I am a student, again, due to the economy. Although I have a vehicle, it sits. I can use much less in gas commuting with my KLR. It cost me about $10 bucks (sometimes less, sometimes more) to fill up. In comparison, it would take my older and small little TOYota pickup about $25 bucks to fill up every week. $15 savings x 52 weeks = some nice cash for a student! ($780).

Remember, you are better off saving a dollar than earning a dollar. A dollar saved = $1.00 in your pocket. Earning a dollar = $0.55 +-... GOT TO LOVE THOSE TAXES! I wonder when WE are going to pay 100% in taxes and stand in line for everything (but, I digress)?

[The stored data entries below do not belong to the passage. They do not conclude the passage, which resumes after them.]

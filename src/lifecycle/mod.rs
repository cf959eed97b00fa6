//! # System Lifecycle
//!
//! Starts one store actor per collection and stops them again.
//!
//! Products and carts are independent collections: each has its own actor,
//! channel and file, so work on one never waits on the other. Inside a
//! collection every request is applied in arrival order.
//!
//! ## Graceful Shutdown
//!
//! 1. **Drop all clients** - closes the sender side of each channel
//! 2. **Actors drain** - requests already queued are still applied
//! 3. **Await completion** - the actor tasks are joined
//!
//! Clones of a client held elsewhere keep their actor alive, so shutdown
//! waits until those are dropped too.

pub mod catalog_system;

pub use catalog_system::*;
pub use record_framework::telemetry::setup_tracing;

Since you're 5'11", I wouldn't be too worried about handling the KLR. You race bikes; therefore, I am going to presume you have great balance and coordination. There is only really one difference in a bike and a motorcycle: Pedals v. Throttle/clutch.

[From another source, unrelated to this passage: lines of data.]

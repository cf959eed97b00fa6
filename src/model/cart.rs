//! Carts and the merge-or-append rule for their items.

use crate::cart_actor::CartError;
use crate::model::{define_id, ProductId};
use serde::{Deserialize, Serialize};

define_id!(CartId);

/// A quantity of one product held in a cart.
///
/// `product` is a weak reference: the product may have been deleted since.
#[derive(Debug, Clone, PartialEq, Eq, Serialize, Deserialize)]
pub struct CartItem {
    pub product: ProductId,
    pub quantity: u32,
}

impl CartItem {
    pub fn new(product: impl Into<ProductId>, quantity: u32) -> Self {
        Self {
            product: product.into(),
            quantity,
        }
    }
}

#[derive(Debug, Clone, PartialEq, Serialize, Deserialize)]
pub struct Cart {
    pub id: CartId,
    #[serde(default)]
    pub products: Vec<CartItem>,
}

/// Payload for creating a cart, optionally pre-filled.
#[derive(Debug, Clone, Default)]
pub struct CartCreate {
    pub products: Vec<CartItem>,
}

/// Replaces a cart's item list. Duplicate product references are merged.
#[derive(Debug, Clone)]
pub struct CartUpdate {
    pub products: Vec<CartItem>,
}

impl Cart {
    pub fn new(id: CartId) -> Self {
        Self {
            id,
            products: Vec::new(),
        }
    }

    /// Adds `quantity` of `product`: an existing line is incremented,
    /// otherwise a new line is appended at the end. Lines never hold zero,
    /// so a zero `quantity` is rejected here.
    pub fn add_product(&mut self, product: ProductId, quantity: u32) -> Result<(), CartError> {
        if quantity == 0 {
            return Err(CartError::InvalidQuantity {
                product: product.to_string(),
                quantity,
            });
        }

        match self.products.iter_mut().find(|item| item.product == product) {
            Some(item) => {
                item.quantity = item.quantity.checked_add(quantity).ok_or_else(|| {
                    CartError::InvalidQuantity {
                        product: product.to_string(),
                        quantity,
                    }
                })?;
            }
            None => self.products.push(CartItem { product, quantity }),
        }
        Ok(())
    }

    /// Quantity held for `product`, zero if absent.
    pub fn quantity_of(&self, product: &ProductId) -> u32 {
        self.products
            .iter()
            .find(|item| &item.product == product)
            .map_or(0, |item| item.quantity)
    }
}

#[cfg(test)]
mod tests {
    use super::*;

    fn cart() -> Cart {
        Cart::new(CartId::new("cart_1"))
    }

    #[test]
    fn test_repeat_add_accumulates() {
        let mut cart = cart();
        cart.add_product("p1".into(), 2).unwrap();
        cart.add_product("p1".into(), 3).unwrap();
        assert_eq!(cart.products, vec![CartItem::new("p1", 5)]);
    }

    #[test]
    fn test_new_products_append_in_order() {
        let mut cart = cart();
        cart.add_product("a".into(), 1).unwrap();
        cart.add_product("b".into(), 1).unwrap();
        cart.add_product("a".into(), 1).unwrap();
        let order: Vec<&str> = cart.products.iter().map(|i| i.product.as_str()).collect();
        assert_eq!(order, ["a", "b"]);
        assert_eq!(cart.quantity_of(&"a".into()), 2);
    }

    #[test]
    fn test_zero_quantity_rejected() {
        let mut cart = cart();
        assert!(matches!(
            cart.add_product("a".into(), 0),
            Err(CartError::InvalidQuantity { quantity: 0, .. })
        ));
        assert!(cart.products.is_empty());
    }

    #[test]
    fn test_overflow_rejected_and_quantity_kept() {
        let mut cart = cart();
        cart.add_product("a".into(), u32::MAX).unwrap();
        assert!(cart.add_product("a".into(), 1).is_err());
        assert_eq!(cart.quantity_of(&"a".into()), u32::MAX);
    }

    #[test]
    fn test_serialized_shape() {
        let mut cart = cart();
        cart.add_product("p1".into(), 2).unwrap();
        let json = serde_json::to_value(&cart).unwrap();
        assert_eq!(
            json,
            serde_json::json!({ "id": "cart_1", "products": [{ "product": "p1", "quantity": 2 }] })
        );
    }
}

If you can ride a bike, you should be able to ride a motorcycle! If you have never used a clutch on a car, "HOUSTON... we have a problem."

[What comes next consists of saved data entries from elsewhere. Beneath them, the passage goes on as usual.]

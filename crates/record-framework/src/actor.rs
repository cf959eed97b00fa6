//! # Store Actor
//!
//! The `StoreActor` is the server half of a record collection. It owns the
//! collection's [`RecordStorage`] and the receiver end of the request channel,
//! and applies requests one at a time.
//!
//! It keeps no copy of the records between requests: every
//! request starts with `load_all`, so the backing file is the only source of
//! truth, and every mutation ends with a `persist` of the whole collection.

use crate::client::StoreClient;
use crate::entity::{DeletePolicy, RecordEntity};
use crate::error::StoreError;
use crate::id::IdGenerator;
use crate::message::StoreRequest;
use crate::storage::RecordStorage;
use tokio::sync::mpsc;
use tracing::{debug, error, info, warn};

/// Fresh ids drawn per create before giving up.
const MAX_ID_ATTEMPTS: usize = 32;

/// The single writer for one record collection.
///
/// **Concurrency Model**:
/// Requests from any number of cloned clients are queued on one mpsc channel
/// and handled sequentially. Two read-modify-write cycles on the same
/// collection therefore never interleave, which is what keeps whole-file
/// rewrites from losing each other's updates. Separate collections get
/// separate actors and run in parallel.
///
/// # Usage Pattern
///
/// 1. **Create**: `StoreActor::new(buffer, storage, ids)` returns the actor and its client.
/// 2. **Run**: spawn `actor.run()` on the runtime.
/// 3. **Use**: clone the client freely; drop every clone to stop the actor.
pub struct StoreActor<T: RecordEntity> {
    receiver: mpsc::Receiver<StoreRequest<T>>,
    storage: Box<dyn RecordStorage<T>>,
    ids: Box<dyn IdGenerator>,
    entity_type: &'static str,
}

impl<T: RecordEntity> StoreActor<T> {
    /// Creates a new `StoreActor` and its associated `StoreClient`.
    ///
    /// `buffer_size` is the capacity of the request channel; callers wait for
    /// space when it is full.
    pub fn new(
        buffer_size: usize,
        storage: impl RecordStorage<T> + 'static,
        ids: impl IdGenerator + 'static,
    ) -> (Self, StoreClient<T>) {
        let (sender, receiver) = mpsc::channel(buffer_size);
        // "Product" instead of "catalog_cart::model::product::Product"
        let entity_type = std::any::type_name::<T>()
            .rsplit("::")
            .next()
            .unwrap_or("Unknown");
        let actor = Self {
            receiver,
            storage: Box::new(storage),
            ids: Box::new(ids),
            entity_type,
        };
        (actor, StoreClient::new(sender))
    }

    /// Runs the actor's event loop until every client has been dropped.
    pub async fn run(mut self) {
        let entity_type = self.entity_type;
        info!(entity_type, "Store actor started");

        while let Some(msg) = self.receiver.recv().await {
            match msg {
                StoreRequest::List { respond_to } => {
                    let records = self.storage.load_all().await;
                    debug!(entity_type, size = records.len(), "List");
                    let _ = respond_to.send(Ok(records));
                }
                StoreRequest::Create { params, respond_to } => {
                    debug!(entity_type, ?params, "Create");
                    let _ = respond_to.send(self.create(params).await);
                }
                StoreRequest::Get { id, respond_to } => {
                    let result = self.get(&id).await;
                    debug!(entity_type, %id, found = result.is_ok(), "Get");
                    let _ = respond_to.send(result);
                }
                StoreRequest::Update {
                    id,
                    update,
                    respond_to,
                } => {
                    debug!(entity_type, %id, ?update, "Update");
                    let _ = respond_to.send(self.update(id, update).await);
                }
                StoreRequest::Delete { id, respond_to } => {
                    debug!(entity_type, %id, "Delete");
                    let _ = respond_to.send(self.delete(id).await);
                }
                StoreRequest::Action {
                    id,
                    action,
                    respond_to,
                } => {
                    debug!(entity_type, %id, ?action, "Action");
                    let _ = respond_to.send(self.action(id, action).await);
                }
            }
        }

        info!(entity_type, "Shutdown");
    }

    async fn create(&mut self, params: T::Create) -> Result<T, StoreError> {
        let entity_type = self.entity_type;
        let mut records = self.storage.load_all().await;

        let id = (0..MAX_ID_ATTEMPTS)
            .map(|_| T::Id::from(self.ids.next_id()))
            .find(|candidate| !records.iter().any(|r| r.id() == candidate))
            .ok_or_else(|| {
                error!(
                    entity_type,
                    attempts = MAX_ID_ATTEMPTS,
                    "Id generator keeps repeating taken ids"
                );
                StoreError::IdExhausted {
                    attempts: MAX_ID_ATTEMPTS,
                }
            })?;

        let record = T::from_create_params(id, params).map_err(|e| {
            warn!(entity_type, error = %e, "Create rejected");
            StoreError::entity(e)
        })?;
        ensure_unique(entity_type, &records, &record)?;

        records.push(record.clone());
        self.persist(&records).await?;
        info!(entity_type, id = %record.id(), size = records.len(), "Created");
        Ok(record)
    }

    async fn get(&self, id: &T::Id) -> Result<T, StoreError> {
        self.storage
            .load_all()
            .await
            .into_iter()
            .find(|r| r.id() == id)
            .ok_or_else(|| StoreError::NotFound(id.to_string()))
    }

    async fn update(&mut self, id: T::Id, update: T::Update) -> Result<T, StoreError> {
        let entity_type = self.entity_type;
        let mut records = self.storage.load_all().await;
        let Some(slot) = records.iter().position(|r| r.id() == &id) else {
            warn!(entity_type, %id, "Not found");
            return Err(StoreError::NotFound(id.to_string()));
        };

        let mut updated = records[slot].clone();
        updated.on_update(update).map_err(|e| {
            warn!(entity_type, %id, error = %e, "Update rejected");
            StoreError::entity(e)
        })?;
        // a key already shared on disk must not block unrelated edits
        if updated.unique_key() != records[slot].unique_key() {
            ensure_unique(entity_type, &records, &updated)?;
        }

        records[slot] = updated.clone();
        self.persist(&records).await?;
        info!(entity_type, %id, "Updated");
        Ok(updated)
    }

    async fn delete(&mut self, id: T::Id) -> Result<(), StoreError> {
        let entity_type = self.entity_type;
        let mut records = self.storage.load_all().await;
        let before = records.len();
        records.retain(|r| r.id() != &id);
        let removed = before - records.len();

        if removed == 0 && T::DELETE_POLICY == DeletePolicy::Strict {
            warn!(entity_type, %id, "Not found");
            return Err(StoreError::NotFound(id.to_string()));
        }

        self.persist(&records).await?;
        info!(entity_type, %id, removed, size = records.len(), "Deleted");
        Ok(())
    }

    async fn action(&mut self, id: T::Id, action: T::Action) -> Result<T::ActionResult, StoreError> {
        let entity_type = self.entity_type;
        let mut records = self.storage.load_all().await;
        let Some(record) = records.iter_mut().find(|r| r.id() == &id) else {
            warn!(entity_type, %id, "Not found");
            return Err(StoreError::NotFound(id.to_string()));
        };

        let result = record.handle_action(action).map_err(|e| {
            warn!(entity_type, %id, error = %e, "Action failed");
            StoreError::entity(e)
        })?;

        self.persist(&records).await?;
        info!(entity_type, %id, "Action ok");
        Ok(result)
    }

    async fn persist(&self, records: &[T]) -> Result<(), StoreError> {
        self.storage.persist(records).await.map_err(|e| {
            error!(entity_type = self.entity_type, error = %e, "Persist failed");
            StoreError::Storage(e)
        })
    }
}

/// Rejects `candidate` if another record already holds its unique key.
fn ensure_unique<T: RecordEntity>(
    entity_type: &str,
    records: &[T],
    candidate: &T,
) -> Result<(), StoreError> {
    let Some(key) = candidate.unique_key() else {
        return Ok(());
    };
    let taken = records
        .iter()
        .filter(|r| r.id() != candidate.id())
        .filter_map(|r| r.unique_key())
        .any(|existing| existing == key);

    if taken {
        warn!(entity_type, field = key.field, value = key.value, "Duplicate key");
        return Err(StoreError::DuplicateKey {
            field: key.field.to_string(),
            value: key.value.to_string(),
        });
    }
    Ok(())
}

A motorcycle's clutch needs to be mastered and manipulated all the time on the dirt. I have raced motorcycles professionally (motorcross/supercross), so I can speak to this. Without mastering it, you can still ride and get by on the dirt; however, you lend yourself to the risk of falling or getting stuck in a situation. On the streets, you can get by; however, you lend yourself to risks of other people. Those "other people" are cars/BIG trucks. You don't ever want to just get by... you need to master the throttle/clutch before mixing it up with those other people.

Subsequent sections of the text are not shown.